● Description of the task: Your task is to copy every line of the entries that contains "GenerationRequest".

● Items from a dataset:
•••

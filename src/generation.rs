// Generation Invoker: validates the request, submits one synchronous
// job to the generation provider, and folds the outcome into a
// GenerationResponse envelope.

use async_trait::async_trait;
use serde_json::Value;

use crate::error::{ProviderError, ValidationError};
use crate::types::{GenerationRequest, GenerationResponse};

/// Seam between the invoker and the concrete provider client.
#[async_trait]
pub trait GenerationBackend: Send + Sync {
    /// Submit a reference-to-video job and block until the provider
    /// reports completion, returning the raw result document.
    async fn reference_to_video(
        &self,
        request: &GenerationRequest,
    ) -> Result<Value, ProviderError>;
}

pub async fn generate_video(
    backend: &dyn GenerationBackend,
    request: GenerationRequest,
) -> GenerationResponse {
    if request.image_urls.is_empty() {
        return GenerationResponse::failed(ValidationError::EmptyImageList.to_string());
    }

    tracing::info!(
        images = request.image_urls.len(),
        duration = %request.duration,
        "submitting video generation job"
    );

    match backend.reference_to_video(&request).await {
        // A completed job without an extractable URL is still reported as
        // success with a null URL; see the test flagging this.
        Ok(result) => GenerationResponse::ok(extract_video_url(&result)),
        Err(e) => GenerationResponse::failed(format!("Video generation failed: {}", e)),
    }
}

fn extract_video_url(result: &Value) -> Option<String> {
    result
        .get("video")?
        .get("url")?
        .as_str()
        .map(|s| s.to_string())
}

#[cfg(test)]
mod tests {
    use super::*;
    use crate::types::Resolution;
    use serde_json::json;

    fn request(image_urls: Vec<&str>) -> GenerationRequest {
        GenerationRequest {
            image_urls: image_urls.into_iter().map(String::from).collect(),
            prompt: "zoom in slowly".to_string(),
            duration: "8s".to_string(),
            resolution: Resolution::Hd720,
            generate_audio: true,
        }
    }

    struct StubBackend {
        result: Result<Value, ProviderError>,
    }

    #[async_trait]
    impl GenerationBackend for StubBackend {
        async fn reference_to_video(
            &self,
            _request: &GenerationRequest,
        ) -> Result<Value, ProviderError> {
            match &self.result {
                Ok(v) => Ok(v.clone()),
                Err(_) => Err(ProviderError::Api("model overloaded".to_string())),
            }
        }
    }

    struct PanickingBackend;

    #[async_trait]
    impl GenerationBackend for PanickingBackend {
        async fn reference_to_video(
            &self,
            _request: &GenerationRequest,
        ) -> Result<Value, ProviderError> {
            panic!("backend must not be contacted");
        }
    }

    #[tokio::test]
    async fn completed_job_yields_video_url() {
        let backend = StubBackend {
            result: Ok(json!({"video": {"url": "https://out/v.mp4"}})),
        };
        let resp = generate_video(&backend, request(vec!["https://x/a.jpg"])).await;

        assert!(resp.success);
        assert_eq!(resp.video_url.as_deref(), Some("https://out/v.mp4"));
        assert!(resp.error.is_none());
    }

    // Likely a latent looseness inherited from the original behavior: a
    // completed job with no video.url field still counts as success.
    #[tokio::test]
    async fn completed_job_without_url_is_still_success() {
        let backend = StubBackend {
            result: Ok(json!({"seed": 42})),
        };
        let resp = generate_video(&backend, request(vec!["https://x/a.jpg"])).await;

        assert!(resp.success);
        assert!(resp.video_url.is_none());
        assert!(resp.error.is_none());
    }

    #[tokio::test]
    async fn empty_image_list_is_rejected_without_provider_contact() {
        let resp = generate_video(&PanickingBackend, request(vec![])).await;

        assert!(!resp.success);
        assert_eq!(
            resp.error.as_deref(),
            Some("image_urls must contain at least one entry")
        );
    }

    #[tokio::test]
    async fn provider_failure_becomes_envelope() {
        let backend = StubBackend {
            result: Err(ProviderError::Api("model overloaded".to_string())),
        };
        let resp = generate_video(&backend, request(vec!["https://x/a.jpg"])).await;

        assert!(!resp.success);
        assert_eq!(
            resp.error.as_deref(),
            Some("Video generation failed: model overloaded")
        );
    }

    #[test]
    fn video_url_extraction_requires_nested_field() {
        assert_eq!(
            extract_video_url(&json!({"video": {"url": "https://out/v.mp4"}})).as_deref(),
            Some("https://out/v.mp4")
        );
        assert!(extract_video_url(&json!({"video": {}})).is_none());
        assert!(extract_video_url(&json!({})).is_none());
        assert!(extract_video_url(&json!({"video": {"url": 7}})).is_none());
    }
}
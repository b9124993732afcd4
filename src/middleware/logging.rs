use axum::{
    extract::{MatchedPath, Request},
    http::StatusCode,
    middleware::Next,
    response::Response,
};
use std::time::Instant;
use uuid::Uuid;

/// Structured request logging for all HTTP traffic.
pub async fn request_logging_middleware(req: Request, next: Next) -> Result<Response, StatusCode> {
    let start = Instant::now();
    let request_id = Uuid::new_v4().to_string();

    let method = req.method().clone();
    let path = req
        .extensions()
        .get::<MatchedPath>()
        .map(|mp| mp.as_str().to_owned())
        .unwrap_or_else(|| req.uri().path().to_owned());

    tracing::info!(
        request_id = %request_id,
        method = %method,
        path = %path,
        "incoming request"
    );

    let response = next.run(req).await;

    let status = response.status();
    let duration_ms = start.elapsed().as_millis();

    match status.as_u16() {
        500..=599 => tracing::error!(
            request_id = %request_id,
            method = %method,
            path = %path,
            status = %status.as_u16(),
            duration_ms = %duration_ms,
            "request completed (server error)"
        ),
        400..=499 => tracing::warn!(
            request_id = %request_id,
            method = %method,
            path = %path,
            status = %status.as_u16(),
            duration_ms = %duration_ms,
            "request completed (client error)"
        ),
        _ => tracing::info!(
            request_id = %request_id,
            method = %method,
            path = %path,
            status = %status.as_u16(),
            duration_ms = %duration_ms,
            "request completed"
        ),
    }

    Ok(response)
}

•••

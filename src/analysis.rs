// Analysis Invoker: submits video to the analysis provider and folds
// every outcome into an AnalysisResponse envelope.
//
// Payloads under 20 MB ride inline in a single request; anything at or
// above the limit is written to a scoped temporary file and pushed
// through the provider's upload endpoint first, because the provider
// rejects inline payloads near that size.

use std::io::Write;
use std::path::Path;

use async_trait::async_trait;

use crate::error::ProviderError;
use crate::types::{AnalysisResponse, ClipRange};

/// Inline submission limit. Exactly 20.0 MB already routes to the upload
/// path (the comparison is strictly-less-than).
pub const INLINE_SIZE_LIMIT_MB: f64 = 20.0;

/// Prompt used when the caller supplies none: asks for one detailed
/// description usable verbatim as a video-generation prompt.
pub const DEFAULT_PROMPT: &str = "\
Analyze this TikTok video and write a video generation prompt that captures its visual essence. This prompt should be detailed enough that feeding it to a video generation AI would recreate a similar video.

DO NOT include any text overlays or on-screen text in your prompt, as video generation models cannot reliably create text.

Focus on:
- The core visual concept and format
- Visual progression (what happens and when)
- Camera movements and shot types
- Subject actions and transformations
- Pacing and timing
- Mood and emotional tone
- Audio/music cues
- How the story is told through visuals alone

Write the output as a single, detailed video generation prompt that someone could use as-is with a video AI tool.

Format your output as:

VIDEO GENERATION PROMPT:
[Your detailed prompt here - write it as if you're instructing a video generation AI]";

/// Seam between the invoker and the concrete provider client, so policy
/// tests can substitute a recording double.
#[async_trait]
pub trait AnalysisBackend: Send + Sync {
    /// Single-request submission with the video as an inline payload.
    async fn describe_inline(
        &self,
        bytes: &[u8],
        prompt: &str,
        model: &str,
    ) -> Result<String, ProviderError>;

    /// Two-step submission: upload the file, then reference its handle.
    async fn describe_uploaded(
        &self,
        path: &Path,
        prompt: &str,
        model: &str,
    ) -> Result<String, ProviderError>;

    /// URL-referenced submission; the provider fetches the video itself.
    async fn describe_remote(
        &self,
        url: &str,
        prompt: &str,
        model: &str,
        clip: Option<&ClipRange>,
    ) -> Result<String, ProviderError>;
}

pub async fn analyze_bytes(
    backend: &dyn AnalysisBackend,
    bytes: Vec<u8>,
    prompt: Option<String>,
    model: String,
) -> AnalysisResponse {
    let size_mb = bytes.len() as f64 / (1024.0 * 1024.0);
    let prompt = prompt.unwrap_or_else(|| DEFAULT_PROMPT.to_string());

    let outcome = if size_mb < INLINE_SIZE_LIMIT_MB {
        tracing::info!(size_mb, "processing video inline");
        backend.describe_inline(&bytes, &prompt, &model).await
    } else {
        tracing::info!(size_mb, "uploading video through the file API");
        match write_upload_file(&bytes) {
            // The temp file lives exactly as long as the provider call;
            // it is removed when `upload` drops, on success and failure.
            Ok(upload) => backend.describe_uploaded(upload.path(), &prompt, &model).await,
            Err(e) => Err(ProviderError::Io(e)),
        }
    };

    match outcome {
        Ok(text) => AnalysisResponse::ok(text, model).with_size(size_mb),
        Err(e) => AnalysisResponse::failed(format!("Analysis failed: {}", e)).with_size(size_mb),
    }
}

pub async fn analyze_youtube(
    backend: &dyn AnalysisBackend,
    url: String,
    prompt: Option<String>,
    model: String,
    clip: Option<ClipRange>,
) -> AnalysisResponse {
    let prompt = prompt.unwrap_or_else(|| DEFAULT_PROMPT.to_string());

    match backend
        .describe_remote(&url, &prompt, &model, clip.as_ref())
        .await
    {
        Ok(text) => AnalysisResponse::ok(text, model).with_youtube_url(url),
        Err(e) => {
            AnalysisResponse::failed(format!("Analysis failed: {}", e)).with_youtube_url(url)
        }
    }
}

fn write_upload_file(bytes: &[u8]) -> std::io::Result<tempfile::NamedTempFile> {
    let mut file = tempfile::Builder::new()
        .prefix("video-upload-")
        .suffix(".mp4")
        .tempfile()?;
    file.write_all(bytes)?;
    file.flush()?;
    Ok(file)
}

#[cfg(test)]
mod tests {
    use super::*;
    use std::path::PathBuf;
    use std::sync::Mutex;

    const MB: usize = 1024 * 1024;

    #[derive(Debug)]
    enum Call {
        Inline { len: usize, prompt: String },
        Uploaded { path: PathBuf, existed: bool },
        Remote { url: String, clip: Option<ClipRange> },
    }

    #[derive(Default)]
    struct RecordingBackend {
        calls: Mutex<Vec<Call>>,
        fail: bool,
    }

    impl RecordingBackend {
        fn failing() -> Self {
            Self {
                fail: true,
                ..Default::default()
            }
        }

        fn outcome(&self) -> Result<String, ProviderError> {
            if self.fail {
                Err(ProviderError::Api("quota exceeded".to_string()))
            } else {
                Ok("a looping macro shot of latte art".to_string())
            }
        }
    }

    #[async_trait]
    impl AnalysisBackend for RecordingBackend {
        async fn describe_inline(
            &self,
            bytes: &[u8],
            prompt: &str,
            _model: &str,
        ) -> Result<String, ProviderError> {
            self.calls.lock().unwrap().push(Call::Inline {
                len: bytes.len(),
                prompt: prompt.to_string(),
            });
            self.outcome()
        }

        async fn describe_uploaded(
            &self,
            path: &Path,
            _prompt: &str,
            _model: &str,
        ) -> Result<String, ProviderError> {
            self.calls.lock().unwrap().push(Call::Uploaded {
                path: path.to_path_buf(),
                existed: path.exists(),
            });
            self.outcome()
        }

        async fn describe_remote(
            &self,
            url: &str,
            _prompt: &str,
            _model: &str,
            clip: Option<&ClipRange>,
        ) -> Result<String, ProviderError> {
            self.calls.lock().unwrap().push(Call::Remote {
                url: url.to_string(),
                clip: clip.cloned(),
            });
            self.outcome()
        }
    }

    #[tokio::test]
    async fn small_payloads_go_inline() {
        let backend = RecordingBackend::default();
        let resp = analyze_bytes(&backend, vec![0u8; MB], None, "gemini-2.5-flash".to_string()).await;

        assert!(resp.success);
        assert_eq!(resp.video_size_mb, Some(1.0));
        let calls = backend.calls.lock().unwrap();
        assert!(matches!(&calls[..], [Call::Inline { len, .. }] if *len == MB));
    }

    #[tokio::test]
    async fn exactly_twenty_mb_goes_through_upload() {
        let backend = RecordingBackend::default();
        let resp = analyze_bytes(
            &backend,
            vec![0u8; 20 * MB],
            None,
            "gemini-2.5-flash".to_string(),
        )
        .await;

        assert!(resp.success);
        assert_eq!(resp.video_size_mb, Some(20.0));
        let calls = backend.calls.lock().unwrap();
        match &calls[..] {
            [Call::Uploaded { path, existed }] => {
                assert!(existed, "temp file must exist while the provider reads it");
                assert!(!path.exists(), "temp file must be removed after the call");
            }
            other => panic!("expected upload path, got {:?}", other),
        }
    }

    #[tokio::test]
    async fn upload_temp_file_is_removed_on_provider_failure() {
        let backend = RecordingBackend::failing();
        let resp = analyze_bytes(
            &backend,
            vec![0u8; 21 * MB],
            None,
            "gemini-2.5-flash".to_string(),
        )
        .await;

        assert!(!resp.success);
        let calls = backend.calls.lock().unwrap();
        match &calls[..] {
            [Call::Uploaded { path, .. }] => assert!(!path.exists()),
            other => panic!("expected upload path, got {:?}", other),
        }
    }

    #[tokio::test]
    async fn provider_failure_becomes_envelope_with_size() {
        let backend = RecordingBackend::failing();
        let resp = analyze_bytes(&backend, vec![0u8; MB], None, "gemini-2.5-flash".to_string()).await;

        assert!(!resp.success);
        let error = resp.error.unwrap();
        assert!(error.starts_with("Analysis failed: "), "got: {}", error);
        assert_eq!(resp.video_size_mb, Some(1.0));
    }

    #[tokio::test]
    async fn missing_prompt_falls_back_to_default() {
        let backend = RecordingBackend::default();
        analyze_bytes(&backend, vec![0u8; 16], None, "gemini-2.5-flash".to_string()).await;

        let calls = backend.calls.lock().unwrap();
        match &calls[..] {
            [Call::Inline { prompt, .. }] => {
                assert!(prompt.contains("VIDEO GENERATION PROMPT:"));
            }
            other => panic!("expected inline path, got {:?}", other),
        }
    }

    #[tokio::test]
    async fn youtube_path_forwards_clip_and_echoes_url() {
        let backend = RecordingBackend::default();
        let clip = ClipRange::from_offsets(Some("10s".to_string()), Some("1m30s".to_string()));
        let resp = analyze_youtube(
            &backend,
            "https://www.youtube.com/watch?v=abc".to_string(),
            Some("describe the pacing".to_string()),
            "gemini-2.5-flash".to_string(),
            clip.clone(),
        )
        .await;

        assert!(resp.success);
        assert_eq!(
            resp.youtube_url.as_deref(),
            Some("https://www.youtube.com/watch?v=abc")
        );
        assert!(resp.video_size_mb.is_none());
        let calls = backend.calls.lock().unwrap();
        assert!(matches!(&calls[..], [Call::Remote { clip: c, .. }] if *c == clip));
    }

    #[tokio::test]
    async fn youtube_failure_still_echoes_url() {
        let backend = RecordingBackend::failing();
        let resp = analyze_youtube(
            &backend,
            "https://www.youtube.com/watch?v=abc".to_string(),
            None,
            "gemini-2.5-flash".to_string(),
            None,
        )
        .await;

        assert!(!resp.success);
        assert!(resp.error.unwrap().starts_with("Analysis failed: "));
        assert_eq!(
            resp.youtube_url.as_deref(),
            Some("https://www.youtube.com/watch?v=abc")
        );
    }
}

•••

● Written solution:
use crate::types::{GenerationRequest, GenerationResponse};
        request: &GenerationRequest,
    request: GenerationRequest,
    fn request(image_urls: Vec<&str>) -> GenerationRequest {
        GenerationRequest {
            _request: &GenerationRequest,
            _request: &GenerationRequest,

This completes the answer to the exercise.